─── PROVIDED DATA
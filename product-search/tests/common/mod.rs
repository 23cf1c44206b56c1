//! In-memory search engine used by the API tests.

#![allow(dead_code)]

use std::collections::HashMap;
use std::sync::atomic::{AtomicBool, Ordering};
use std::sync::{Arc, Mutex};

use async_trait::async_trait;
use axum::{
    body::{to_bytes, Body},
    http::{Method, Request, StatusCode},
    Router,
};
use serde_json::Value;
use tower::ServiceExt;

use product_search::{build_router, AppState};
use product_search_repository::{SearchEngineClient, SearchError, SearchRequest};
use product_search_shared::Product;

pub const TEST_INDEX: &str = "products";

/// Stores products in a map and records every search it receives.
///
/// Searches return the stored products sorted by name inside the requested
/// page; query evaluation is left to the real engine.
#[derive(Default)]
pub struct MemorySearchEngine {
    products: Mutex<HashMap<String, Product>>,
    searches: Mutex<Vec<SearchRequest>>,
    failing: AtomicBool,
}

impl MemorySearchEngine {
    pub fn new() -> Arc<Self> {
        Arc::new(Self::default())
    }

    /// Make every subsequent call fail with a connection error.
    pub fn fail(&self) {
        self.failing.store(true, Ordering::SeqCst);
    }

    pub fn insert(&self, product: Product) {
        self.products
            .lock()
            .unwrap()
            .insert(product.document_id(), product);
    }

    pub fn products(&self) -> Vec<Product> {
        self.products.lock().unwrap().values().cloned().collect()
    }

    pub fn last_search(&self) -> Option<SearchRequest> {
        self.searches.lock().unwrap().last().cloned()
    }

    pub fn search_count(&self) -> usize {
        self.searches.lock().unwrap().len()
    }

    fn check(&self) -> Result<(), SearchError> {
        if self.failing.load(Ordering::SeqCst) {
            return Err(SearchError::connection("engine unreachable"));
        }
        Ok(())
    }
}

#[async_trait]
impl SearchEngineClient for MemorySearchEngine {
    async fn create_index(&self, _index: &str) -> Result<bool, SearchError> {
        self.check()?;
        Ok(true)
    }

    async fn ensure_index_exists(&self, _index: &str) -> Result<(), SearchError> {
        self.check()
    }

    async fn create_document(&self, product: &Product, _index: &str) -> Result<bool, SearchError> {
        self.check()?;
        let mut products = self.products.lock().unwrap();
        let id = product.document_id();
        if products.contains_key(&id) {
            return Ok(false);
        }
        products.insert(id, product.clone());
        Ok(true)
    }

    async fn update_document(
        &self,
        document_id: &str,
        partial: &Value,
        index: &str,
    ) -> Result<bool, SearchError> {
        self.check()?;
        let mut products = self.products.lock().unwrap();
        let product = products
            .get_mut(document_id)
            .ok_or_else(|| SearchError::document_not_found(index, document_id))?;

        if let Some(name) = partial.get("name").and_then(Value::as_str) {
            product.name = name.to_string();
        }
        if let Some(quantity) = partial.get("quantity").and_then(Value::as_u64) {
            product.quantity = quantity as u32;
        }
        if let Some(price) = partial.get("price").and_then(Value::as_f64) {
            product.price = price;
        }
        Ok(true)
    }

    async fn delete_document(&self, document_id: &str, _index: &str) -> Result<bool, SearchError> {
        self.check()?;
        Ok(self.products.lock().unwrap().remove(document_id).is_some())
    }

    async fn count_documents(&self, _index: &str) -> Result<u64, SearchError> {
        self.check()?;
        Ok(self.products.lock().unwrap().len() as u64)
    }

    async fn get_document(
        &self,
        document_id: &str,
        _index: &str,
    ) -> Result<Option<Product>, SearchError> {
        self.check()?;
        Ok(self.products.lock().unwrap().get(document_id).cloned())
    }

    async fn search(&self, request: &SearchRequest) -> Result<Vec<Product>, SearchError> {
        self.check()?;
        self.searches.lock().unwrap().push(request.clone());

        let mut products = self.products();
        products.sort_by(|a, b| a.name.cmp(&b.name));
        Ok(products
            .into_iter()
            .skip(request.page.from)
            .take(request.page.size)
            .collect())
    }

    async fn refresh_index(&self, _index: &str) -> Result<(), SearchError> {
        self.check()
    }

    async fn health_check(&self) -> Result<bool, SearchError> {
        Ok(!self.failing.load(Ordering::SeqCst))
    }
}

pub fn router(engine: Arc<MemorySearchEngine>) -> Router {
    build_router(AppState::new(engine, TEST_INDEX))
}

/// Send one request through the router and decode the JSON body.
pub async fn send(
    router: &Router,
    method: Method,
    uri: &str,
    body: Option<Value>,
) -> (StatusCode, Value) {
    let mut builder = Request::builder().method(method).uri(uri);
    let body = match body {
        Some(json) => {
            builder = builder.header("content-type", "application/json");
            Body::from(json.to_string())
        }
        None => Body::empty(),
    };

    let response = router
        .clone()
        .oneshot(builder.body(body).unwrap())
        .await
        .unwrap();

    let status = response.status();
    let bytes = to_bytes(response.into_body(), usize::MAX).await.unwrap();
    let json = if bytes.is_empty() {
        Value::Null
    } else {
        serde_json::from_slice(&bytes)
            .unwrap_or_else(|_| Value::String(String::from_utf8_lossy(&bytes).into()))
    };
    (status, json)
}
──────
- _WHAT TO WORK ON_
Reply with a lone number, the count of lines in the data that include the string "Result".

- _YOUR SOLUTION_
11